• _Dataset items_
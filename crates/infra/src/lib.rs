//! Infrastructure layer: storage engines, transaction scoping, and the core
//! services built on them.
//!
//! Domain crates decide; this crate makes the decisions durable. Every
//! mutation runs inside a [`store::Storage::transaction`] scope owned by one of
//! the services below.

pub mod allocator;
pub mod audit;
pub mod config;
pub mod error;
pub mod ledger;
pub mod services;
pub mod store;


pub use allocator::{AllocatorConfig, IdentifierAllocator};
pub use audit::{AuditEntry, AuditReport, ConsistencyChecker};
pub use config::{ConfigError, CoreConfig};
pub use error::OperationError;
pub use ledger::LedgerCoordinator;
pub use services::CoreServices;
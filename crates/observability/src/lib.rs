//! Tracing and logging (shared setup).

/// Initialize process-wide observability with the default `info` filter.
///
/// This is safe to call multiple times; subsequent calls become no-ops.
pub fn init() {
    tracing::init(tracing::DEFAULT_DIRECTIVE);
}

/// Tracing configuration (filters, layers).
pub mod tracing;
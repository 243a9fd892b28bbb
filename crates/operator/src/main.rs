//! Operator-triggered stock audit.
//!
//! Prints the report as JSON on stdout and exits with status 2 when any item's
//! stored balance disagrees with its movement log.

mod cli;

use std::process::ExitCode;

use anyhow::Context;
use clap::Parser;

use carestock_infra::store::SqliteStorage;
use carestock_infra::{ConsistencyChecker, CoreConfig};

use crate::cli::Cli;

const EXIT_INCONSISTENT: u8 = 2;

fn main() -> anyhow::Result<ExitCode> {
    carestock_observability::init();
    let cli = Cli::parse();

    let mut config = CoreConfig::from_env().context("invalid configuration")?;
    if let Some(url) = cli.database_url {
        config.database_url = url;
    }

    let storage = SqliteStorage::open(&config)
        .with_context(|| format!("failed to open {}", config.database_url))?;
    let report = ConsistencyChecker::new(storage)
        .audit(cli.item)
        .context("audit failed")?;

    let rendered = if cli.compact {
        serde_json::to_string(&report)?
    } else {
        serde_json::to_string_pretty(&report)?
    };
    println!("{rendered}");

    if report.is_consistent() {
        Ok(ExitCode::SUCCESS)
    } else {
        tracing::warn!(
            mismatched = report.mismatches().count(),
            "stock audit found mismatches"
        );
        Ok(ExitCode::from(EXIT_INCONSISTENT))
    }
}
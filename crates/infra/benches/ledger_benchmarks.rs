use criterion::{BenchmarkId, Criterion, Throughput, black_box, criterion_group, criterion_main};

use std::sync::Arc;
use std::time::Duration;

use carestock_core::{ActorId, ItemId, RecordId, SubjectId};
use carestock_infra::store::{InMemoryStorage, SqliteStorage, Storage};
use carestock_infra::{CoreConfig, CoreServices};
use carestock_inventory::{ItemDetails, MovementRequest, OpeningStock};
use carestock_registry::{RecordPayload, choose_identifier};

fn actor() -> ActorId {
    ActorId::from_raw(1)
}

fn stocked<S: Storage>(core: &CoreServices<S>, quantity: i64) -> ItemId {
    core.ledger
        .register_item(
            ItemDetails::new("Gloves", "PPE"),
            Some(OpeningStock {
                quantity,
                actor_id: actor(),
            }),
        )
        .unwrap()
        .id
}

fn sqlite_services() -> CoreServices<SqliteStorage> {
    let storage = SqliteStorage::connect("sqlite::memory:", Duration::from_secs(5)).unwrap();
    CoreServices::new(Arc::new(storage), &CoreConfig::default())
}

/// Pure hole search over registries of growing size with one hole near the top.
fn bench_choose_identifier(c: &mut Criterion) {
    let mut group = c.benchmark_group("choose_identifier");

    for size in [100i64, 10_000, 100_000] {
        let ids: Vec<RecordId> = (1..=size)
            .filter(|v| *v != size - 1)
            .map(RecordId::from_raw)
            .collect();
        group.throughput(Throughput::Elements(size as u64));
        group.bench_with_input(BenchmarkId::from_parameter(size), &ids, |b, ids| {
            b.iter(|| black_box(choose_identifier(ids.iter().copied())));
        });
    }

    group.finish();
}

fn bench_record_movement(c: &mut Criterion) {
    let mut group = c.benchmark_group("record_movement");
    group.throughput(Throughput::Elements(2));

    let memory = CoreServices::new(Arc::new(InMemoryStorage::new()), &CoreConfig::default());
    let item = stocked(&memory, 1);
    group.bench_function("in_memory_restock_issue", |b| {
        b.iter(|| {
            memory
                .ledger
                .record_movement(MovementRequest::restock(item, 1, actor()))
                .unwrap();
            memory
                .ledger
                .record_movement(MovementRequest::issue(item, 1, actor(), SubjectId::from_raw(1)))
                .unwrap();
        });
    });

    let sqlite = sqlite_services();
    let item = stocked(&sqlite, 1);
    group.bench_function("sqlite_restock_issue", |b| {
        b.iter(|| {
            sqlite
                .ledger
                .record_movement(MovementRequest::restock(item, 1, actor()))
                .unwrap();
            sqlite
                .ledger
                .record_movement(MovementRequest::issue(item, 1, actor(), SubjectId::from_raw(1)))
                .unwrap();
        });
    });

    group.finish();
}

/// Audit cost as the movement log grows.
fn bench_audit(c: &mut Criterion) {
    let mut group = c.benchmark_group("audit");

    for movements in [100usize, 1_000, 10_000] {
        let core = CoreServices::new(Arc::new(InMemoryStorage::new()), &CoreConfig::default());
        let item = stocked(&core, 0);
        for _ in 0..movements {
            core.ledger
                .record_movement(MovementRequest::restock(item, 1, actor()))
                .unwrap();
        }

        group.throughput(Throughput::Elements(movements as u64));
        group.bench_with_input(BenchmarkId::from_parameter(movements), &core, |b, core| {
            b.iter(|| black_box(core.checker.audit(None).unwrap()));
        });
    }

    group.finish();
}

fn bench_allocate_with_churn(c: &mut Criterion) {
    let mut group = c.benchmark_group("allocate_with_churn");

    let memory = CoreServices::new(Arc::new(InMemoryStorage::new()), &CoreConfig::default());
    for _ in 0..1_000 {
        memory
            .registry
            .allocate_and_insert(RecordPayload::new("a", "b"))
            .unwrap();
    }
    group.bench_function("in_memory_delete_then_reuse", |b| {
        b.iter(|| {
            memory
                .registry
                .delete_record(RecordId::from_raw(500))
                .unwrap();
            black_box(
                memory
                    .registry
                    .allocate_and_insert(RecordPayload::new("a", "b"))
                    .unwrap(),
            );
        });
    });

    group.finish();
}

criterion_group!(
    benches,
    bench_choose_identifier,
    bench_record_movement,
    bench_audit,
    bench_allocate_with_churn
);
criterion_main!(benches);
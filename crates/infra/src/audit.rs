//! Consistency checker: recompute balances from the log and compare.

use serde::Serialize;
use tracing::{info, warn};

use carestock_core::ItemId;
use carestock_inventory::{MovementFilter, StockItem, net_balances};

use crate::error::OperationError;
use crate::store::Storage;

/// Stored versus recomputed balance for one item.
#[derive(Debug, Clone, PartialEq, Eq, Serialize)]
pub struct AuditEntry {
    pub item_id: ItemId,
    pub stored_balance: i64,
    pub computed_balance: i64,
    pub matches: bool,
}

#[derive(Debug, Clone, Default, PartialEq, Eq, Serialize)]
pub struct AuditReport {
    /// One entry per audited item, ascending by id.
    pub entries: Vec<AuditEntry>,
}

impl AuditReport {
    pub fn mismatches(&self) -> impl Iterator<Item = &AuditEntry> {
        self.entries.iter().filter(|e| !e.matches)
    }

    pub fn is_consistent(&self) -> bool {
        self.entries.iter().all(|e| e.matches)
    }
}

/// Read-only auditor. Mismatches are reported, never corrected.
#[derive(Debug)]
pub struct ConsistencyChecker<S> {
    storage: S,
}

impl<S> ConsistencyChecker<S>
where
    S: Storage,
{
    pub fn new(storage: S) -> Self {
        Self { storage }
    }

    /// Audit one item, or every item when `item_id` is `None`.
    ///
    /// Projection and log are read in the same transaction.
    pub fn audit(&self, item_id: Option<ItemId>) -> Result<AuditReport, OperationError> {
        let (items, movements) = self.storage.transaction(|tx| {
            let items: Vec<StockItem> = match item_id {
                Some(id) => vec![
                    tx.item(id)?
                        .ok_or_else(|| OperationError::NotFound(format!("stock item {id}")))?,
                ],
                None => tx.items()?,
            };
            let filter = item_id.map_or(MovementFilter::All, MovementFilter::Item);
            Ok::<_, OperationError>((items, tx.movements(filter)?))
        })?;

        let computed = net_balances(&movements)?;
        let entries: Vec<AuditEntry> = items
            .into_iter()
            .map(|item| {
                let computed_balance = computed.get(&item.id).copied().unwrap_or(0);
                AuditEntry {
                    item_id: item.id,
                    stored_balance: item.quantity,
                    computed_balance,
                    matches: item.quantity == computed_balance,
                }
            })
            .collect();

        let report = AuditReport { entries };
        for entry in report.mismatches() {
            warn!(
                item_id = %entry.item_id,
                stored = entry.stored_balance,
                computed = entry.computed_balance,
                "stock projection disagrees with movement log"
            );
        }
        info!(
            audited = report.entries.len(),
            mismatched = report.mismatches().count(),
            "stock audit finished"
        );
        Ok(report)
    }
}

#[cfg(test)]
mod tests {
    use super::*;
    use crate::ledger::LedgerCoordinator;
    use crate::store::InMemoryStorage;
    use carestock_core::{ActorId, SubjectId};
    use carestock_inventory::{ItemDetails, MovementRequest, OpeningStock};
    use std::sync::Arc;

    type Fixture = (
        Arc<InMemoryStorage>,
        LedgerCoordinator<Arc<InMemoryStorage>>,
        ItemId,
        ItemId,
    );

    fn setup() -> Fixture {
        let store = Arc::new(InMemoryStorage::new());
        let ledger = LedgerCoordinator::new(Arc::clone(&store));
        let actor = ActorId::new(1).unwrap();

        let gloves = ledger
            .register_item(
                ItemDetails::new("Gloves", "PPE"),
                Some(OpeningStock {
                    quantity: 10,
                    actor_id: actor,
                }),
            )
            .unwrap()
            .id;
        let soap = ledger
            .register_item(ItemDetails::new("Soap", "Hygiene"), None)
            .unwrap()
            .id;
        ledger
            .record_movement(MovementRequest::issue(gloves, 4, actor, SubjectId::new(3).unwrap()))
            .unwrap();

        (store, ledger, gloves, soap)
    }

    #[test]
    fn ledger_writes_audit_clean() {
        let (store, _ledger, gloves, soap) = setup();
        let report = ConsistencyChecker::new(store).audit(None).unwrap();

        assert!(report.is_consistent());
        assert_eq!(report.entries.len(), 2);
        assert_eq!(
            report.entries[0],
            AuditEntry {
                item_id: gloves,
                stored_balance: 6,
                computed_balance: 6,
                matches: true
            }
        );
        assert_eq!(report.entries[1].item_id, soap);
        assert_eq!(report.entries[1].computed_balance, 0);
    }

    #[test]
    fn drifted_projection_is_reported_not_fixed() {
        let (store, ledger, gloves, _soap) = setup();
        store.overwrite_quantity(gloves, 9);

        let checker = ConsistencyChecker::new(Arc::clone(&store));
        let report = checker.audit(Some(gloves)).unwrap();
        assert!(!report.is_consistent());

        let mismatches: Vec<_> = report.mismatches().collect();
        assert_eq!(mismatches.len(), 1);
        assert_eq!(mismatches[0].stored_balance, 9);
        assert_eq!(mismatches[0].computed_balance, 6);

        assert_eq!(ledger.balance(gloves).unwrap(), 9);
    }

    #[test]
    fn unknown_item_is_not_found() {
        let (store, ..) = setup();
        let err = ConsistencyChecker::new(store)
            .audit(Some(ItemId::new(77).unwrap()))
            .unwrap_err();
        assert!(matches!(err, OperationError::NotFound(_)));
    }

    #[test]
    fn report_serializes_for_operators() {
        let (store, ..) = setup();
        let report = ConsistencyChecker::new(store).audit(None).unwrap();
        let json = serde_json::to_value(&report).unwrap();
        assert_eq!(json["entries"][0]["stored_balance"], 6);
        assert_eq!(json["entries"][0]["matches"], true);
    }
}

• _TASK GOAL_
Go through the entries above and copy every line containing "bool".

• _ANSWER BELOW_
    pub matches: bool,
    pub fn is_consistent(&self) -> bool {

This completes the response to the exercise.